Оборвавшись на высокой патетической ноте, тема Победы, полностью перекрыв тему войны, не застывает в героическом регистре, но развивается в неожиданном – лирическом – направлении. Последующие три части оратории посвящены детству – излюбленной теме Прокофьева и главной теме Маршака. Не удивительно, что это самый яркий раздел оратории. В отличие от военного раздела, посвященного прошлому, три детские части оратории посвящены настоящему, которое всегда в соцреализме ярко, солнечно, празднично. Детство, воплощающее прекрасное, юное, весеннее и светлое начало, как нельзя лучше соответствует задаче изображения советского настоящего, оказавшегося в центре оратории и ставшего своего рода композиционным центром и кульминацией драматургического развития темы Мира. Ей соответствует кантиленная форма, в которой выполнена пятая часть, изображающая уютный школьный класс, в котором дети пишут на доске слова: «Нам не нужна война!» Тема Победы, соединяясь с темой Мира, перерастает в тему Созидания: «Стройка идет в Сталинграде, / строится наша Москва, / а на доске и в тетради / школьники строят слова. // Четкая в утреннем свете, / каждая буква видна. / Пишут советские дети: / „Мир всем народам на свете, / нам не нужна война. / Мир всем народам на свете. / Всем есть простор на планете. / Свет и богат и велик!“ / Наши советские дети так изучают язык».
Этот детско-лирический раздел оратории имеет своей кульминацией шестую часть, «Голуби мира», исполняемую хором мальчиков. Эта часть, подобно пятой, характеризуется редкой для кантатно-ораториального жанра трогательностью и конкретикой. Здесь «наш московский мальчик / из окошка чердака / в небо выбросил, как мячик, / молодого голубка». Тема летящих над миром белых голубей («И в Париже, и в Шанхае / не один голубевод / в тот же миг бросает стаю / голубей под небосвод») перерастает в музыкальные картины свершившейся утопии: «„Ангельские“ грезы словно живописуют советский „рай“ на земле, эквивалентом которого и является образ детского счастья» (485). Поместив в центр картин настоящего детей, Прокофьев вводил через них тему будущего, которое он решал всецело в лирическом модусе. И трудно не согласиться с Воробьевым: «Ни у кого из советских композиторов эпохи „большого стиля“ утопическое, мифологическое содержание не несло в себе столько трогательности и обаяния, как у Прокофьева» (486).

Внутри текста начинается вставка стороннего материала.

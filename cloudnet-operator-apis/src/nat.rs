use kube::CustomResource;
use schemars::JsonSchema;
use serde::{Deserialize, Serialize};

use crate::{Dependency, ManagedStatus, NoDependencies, ProviderConfigReference};

#[derive(Serialize, Deserialize, Clone, Copy, Debug, PartialEq, Eq, JsonSchema)]
pub enum PublicIpType {
    #[serde(rename = "BGP")]
    Bgp,
    Mail,
}

#[derive(Serialize, Deserialize, Clone, Copy, Debug, PartialEq, Eq, JsonSchema)]
pub enum BandwidthShareType {
    Dedicated,
    Shared,
}

/// Elastic public IP address with its bandwidth.
#[derive(CustomResource, Debug, Clone, Deserialize, Serialize, JsonSchema, PartialEq)]
#[kube(
    group = "cloudnet.io",
    version = "v1alpha1",
    kind = "PublicIP",
    root = "PublicIp",
    derive = "PartialEq",
    status = "PublicIpStatus",
    namespaced,
    printcolumn = r#"{
        "name":"Ready",
        "type": "string",
        "jsonPath": ".status.conditions[?(@.type==\"Ready\")].status"
    }"#,
    printcolumn = r#"{
        "name":"ExternalID",
        "type": "string",
        "jsonPath": ".status.externalID"
    }"#
)]
#[serde(rename_all = "camelCase")]
pub struct PublicIpSpec {
    pub provider_config_ref: ProviderConfigReference,
    #[serde(rename = "type")]
    pub type_: PublicIpType,
    /// Bandwidth in Mbit/s.
    pub bandwidth_size: i32,
    pub bandwidth_share_type: BandwidthShareType,
    #[serde(default)]
    pub orphan_on_delete: bool,
}

pub type PublicIpStatus = ManagedStatus<PublicIpSpec, NoDependencies>;

crate::managed!(PublicIp, PublicIpSpec, NoDependencies);

#[derive(Serialize, Deserialize, Clone, Copy, Debug, PartialEq, Eq, JsonSchema)]
#[serde(rename_all = "kebab-case")]
pub enum NatGatewayType {
    Micro,
    Small,
    Medium,
    Large,
    ExtraLarge,
}

/// NAT gateway attached to a [`crate::Network`] and [`crate::Subnet`].
#[derive(CustomResource, Debug, Clone, Deserialize, Serialize, JsonSchema, PartialEq)]
#[kube(
    group = "cloudnet.io",
    version = "v1alpha1",
    kind = "NATGateway",
    root = "NatGateway",
    derive = "PartialEq",
    status = "NatGatewayStatus",
    namespaced,
    printcolumn = r#"{
        "name":"Ready",
        "type": "string",
        "jsonPath": ".status.conditions[?(@.type==\"Ready\")].status"
    }"#,
    printcolumn = r#"{
        "name":"Type",
        "type": "string",
        "jsonPath": ".spec.type"
    }"#
)]
#[serde(rename_all = "camelCase")]
pub struct NatGatewaySpec {
    pub provider_config_ref: ProviderConfigReference,
    pub network: Dependency,
    pub subnet: Dependency,
    #[serde(default, skip_serializing_if = "String::is_empty")]
    pub description: String,
    #[serde(rename = "type")]
    pub type_: NatGatewayType,
    #[serde(default)]
    pub orphan_on_delete: bool,
}

#[derive(Serialize, Deserialize, Debug, Default, PartialEq, Eq, Clone, JsonSchema)]
pub struct NatGatewayResolved {
    #[serde(rename = "networkID", default, skip_serializing_if = "String::is_empty")]
    pub network_id: String,
    #[serde(rename = "subnetID", default, skip_serializing_if = "String::is_empty")]
    pub subnet_id: String,
}

pub type NatGatewayStatus = ManagedStatus<NatGatewaySpec, NatGatewayResolved>;

crate::managed!(NatGateway, NatGatewaySpec, NatGatewayResolved);

/// Source NAT rule translating a subnet's traffic to a public IP through a NAT gateway.
#[derive(CustomResource, Debug, Clone, Deserialize, Serialize, JsonSchema, PartialEq)]
#[kube(
    group = "cloudnet.io",
    version = "v1alpha1",
    kind = "SNATRule",
    root = "SnatRule",
    derive = "PartialEq",
    status = "SnatRuleStatus",
    namespaced,
    printcolumn = r#"{
        "name":"Ready",
        "type": "string",
        "jsonPath": ".status.conditions[?(@.type==\"Ready\")].status"
    }"#
)]
#[serde(rename_all = "camelCase")]
pub struct SnatRuleSpec {
    pub provider_config_ref: ProviderConfigReference,
    pub nat_gateway: Dependency,
    pub subnet: Dependency,
    #[serde(rename = "publicIP")]
    pub public_ip: Dependency,
    #[serde(default, skip_serializing_if = "String::is_empty")]
    pub description: String,
    #[serde(default)]
    pub orphan_on_delete: bool,
}

#[derive(Serialize, Deserialize, Debug, Default, PartialEq, Eq, Clone, JsonSchema)]
pub struct SnatRuleResolved {
    #[serde(
        rename = "natGatewayID",
        default,
        skip_serializing_if = "String::is_empty"
    )]
    pub nat_gateway_id: String,
    #[serde(rename = "subnetID", default, skip_serializing_if = "String::is_empty")]
    pub subnet_id: String,
    #[serde(rename = "publicIPID", default, skip_serializing_if = "String::is_empty")]
    pub public_ip_id: String,
}

pub type SnatRuleStatus = ManagedStatus<SnatRuleSpec, SnatRuleResolved>;

crate::managed!(SnatRule, SnatRuleSpec, SnatRuleResolved);
impl Credentials {
    /// Read the credentials from `secret`, checking the key combinations in order
    /// `username`/`password`, `accessKey`/`secretKey` and `token`.
    pub fn from_secret(secret: Option<&Secret>, name: &str) -> Result<Self, ProviderError> {
        let secret = secret
            .ok_or_else(|| ProviderError::Credentials(format!("secret {} not found", name)))?;
        let mut values: BTreeMap<String, String> = BTreeMap::new();
        for (k, v) in secret.string_data.iter().flatten() {
            values.insert(k.clone(), v.clone());
        }
        let keys = ["username", "password", "accessKey", "secretKey", "token"];
        for (k, v) in secret.data.iter().flatten() {
            if !keys.contains(&k.as_str()) {
                continue;
            }
            let v = String::from_utf8(v.0.clone()).map_err(|_| {
                ProviderError::Credentials(format!("secret {} key {} is not valid UTF-8", name, k))
            })?;
            values.insert(k.clone(), v);
        }
        let value = |k: &str| values.get(k).filter(|v| !v.is_empty()).cloned();
        if let (Some(username), Some(password)) = (value("username"), value("password")) {
            Ok(Credentials::Password { username, password })
        } else if let (Some(access_key), Some(secret_key)) = (value("accessKey"), value("secretKey")) {
            Ok(Credentials::AccessKey {
                access_key,
                secret_key,
            })
        } else if let Some(token) = value("token") {
            Ok(Credentials::Token(token))
        } else {
            Err(ProviderError::Credentials(format!(
                "secret {} must contain one of the following combinations: ('username' and 'password'), ('accessKey' and 'secretKey') or 'token'",
                name
            )))
        }
    }
}

/// Where and as whom to connect.
#[derive(Clone, Debug, PartialEq, Eq)]
pub(crate) struct ConnectionOptions {
    pub endpoint: String,
    pub region: String,
    pub domain: String,
    pub project: Option<String>,
}

impl From<&ProviderConfigSpec> for ConnectionOptions {
    fn from(spec: &ProviderConfigSpec) -> Self {
        Self {
            endpoint: spec.identity_endpoint.clone(),
            region: spec.region.clone(),
            domain: spec.domain_name.clone(),
            project: Some(spec.project_id.clone()).filter(|p| !p.is_empty()),
        }
    }
}

/// Creates authenticated [`Provider`] clients.
#[async_trait]
pub(crate) trait ProviderFactory: Send + Sync {
    async fn connect(
        &self,
        options: ConnectionOptions,
        credentials: Credentials,
    ) -> Result<Arc<dyn Provider>, ProviderError>;
}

Наилучшим примером этого является седьмая часть, «Колыбельная». Здесь Прокофьев и Маршак опираются на процветавшую с 1930?х годов индустрию колыбельных и рассмотренную Константином Богдановым «„восточную“ традицию колыбельных панегириков Сталину»[714], где «под эгидой проникновенной лирики» соединяются темы предшествующих частей оратории и происходит переход к ее последнему, празднично-патетическому разделу, где доминировать будет сакральное пространство власти: «Оберегают жизнь твою, / и родину, и дом / твои друзья в любом краю – / их больше с каждым днем. // Они дорогу преградят / войне на всей земле. / Ведет их лучший друг ребят, / а он живет в Кремле».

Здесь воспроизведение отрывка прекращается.